The art of Democedes and Atossa’s oath (Hdt. 3, 133)


  • Franco Giorgianni Dipartimento Culture e Società - Università degli Studi di Palermo, Italia



Democedes, Queen Atossa of Persia, King Darius I of Persia, Herodotus, Ancient Greek Medicine, Medical ethics, Swearing and the Hippocratic Oath


My interest in the long account that Herodotus (Histories III 125; 129-137) gives of the biographical vicissitudes of the physician Democedes of Croton (VI-V century BC) arises from the examination of some terms (the adverb ἀτρεκέως and the compound verb ἐξορκόω) which define the ways in which, in Herodotus’ representation, the doctor-patient relationship must necessarily be worked out in order to be able to speak of true medical art.
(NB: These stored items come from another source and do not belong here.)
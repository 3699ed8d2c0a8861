//! # feed-lookup
//!
//! Makes sure every generated study ends up with a web link.
//!
//! [`LinkEnricher`] keeps links the model supplied, resolves known DOIs,
//! asks a [`WorkLookup`] (Crossref in production) for the closest published
//! work and accepts it above a title-similarity threshold, and otherwise
//! falls back to a title search link.

pub mod crossref;
pub mod enrich;
pub mod link;
pub mod similarity;

mod error;

pub use crossref::CrossrefClient;
pub use enrich::{LinkEnricher, LinkSource};
pub use error::LookupError;

use std::future::Future;

use serde::{Deserialize, Serialize};

/// The single best registry match for a title query.
#[derive(Debug, Clone, PartialEq, Eq, Serialize, Deserialize)]
pub struct WorkCandidate {
    pub title: String,
    pub doi: String,
    pub year: Option<i32>,
}

/// A bibliographic registry that can be searched by title.
///
/// Implementations swallow their own failures: `None` means "no usable
/// match", whether the registry had nothing or could not be reached.
pub trait WorkLookup {
    fn best_match(&self, title: &str) -> impl Future<Output = Option<WorkCandidate>> + Send;
}

/// Lookup disabled: never matches.
#[derive(Debug, Clone, Copy, Default)]
pub struct NoLookup;

impl WorkLookup for NoLookup {
    async fn best_match(&self, _title: &str) -> Option<WorkCandidate> {
        None
    }
}
use std::path::PathBuf;

use clap::{Parser, ValueEnum};

/// Named run sizes.
#[derive(Clone, Copy, Debug, Eq, PartialEq, ValueEnum)]
pub enum PlanPreset {
    Brief,
    Daily,
    Extended,
}

impl PlanPreset {
    pub const fn as_str(self) -> &'static str {
        match self {
            Self::Brief => "brief",
            Self::Daily => "daily",
            Self::Extended => "extended",
        }
    }
}

/// Top-level CLI parser for the `studyfeed` binary.
#[derive(Debug, Parser)]
#[command(
    name = "studyfeed",
    version,
    about = "Generate a daily feed of notable studies, link each one, and save it"
)]
pub struct Cli {
    /// Run plan preset (overrides `feed.plan` and any custom `feed.tracks`)
    #[arg(long, value_enum)]
    pub plan: Option<PlanPreset>,

    /// Output file for the JSON collection
    #[arg(short, long)]
    pub output: Option<PathBuf>,

    /// Extra TOML config file, layered above studyfeed.toml
    #[arg(short, long)]
    pub config: Option<PathBuf>,

    /// Skip the registry lookup; unlinked studies get a search link
    #[arg(long)]
    pub no_lookup: bool,

    /// Skip the database sink even when a store URL is configured
    #[arg(long)]
    pub no_store: bool,

    /// Print the generation prompt and exit without calling any service
    #[arg(long)]
    pub print_prompt: bool,

    /// Quiet mode (errors only, no progress)
    #[arg(short, long, conflicts_with = "verbose")]
    pub quiet: bool,

    /// Verbose mode (debug logging)
    #[arg(short, long)]
    pub verbose: bool,
}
In the narrative of Democedes’ forced stay at the Persian court, there stands out the clinical story of Queen Atossa, Darius’ wife: with her Democedes established a relationship of trust as a physician based on respect for her prerogatives as a female patient. From a detailed comparison between Herodotus’ testimony and some documents of Hip- pocratic medicine, a marked consonance, or even coincidence, emerges of terms and concepts that identify principles and values that the physician from Croton already shares with a significant part of the tradition of thought that lies at the ori- gins of the Hippocratic Oath, as we know it in its historical form. It can be concluded that the ethics of Democedes and of the Hippocratic physician speak the same language.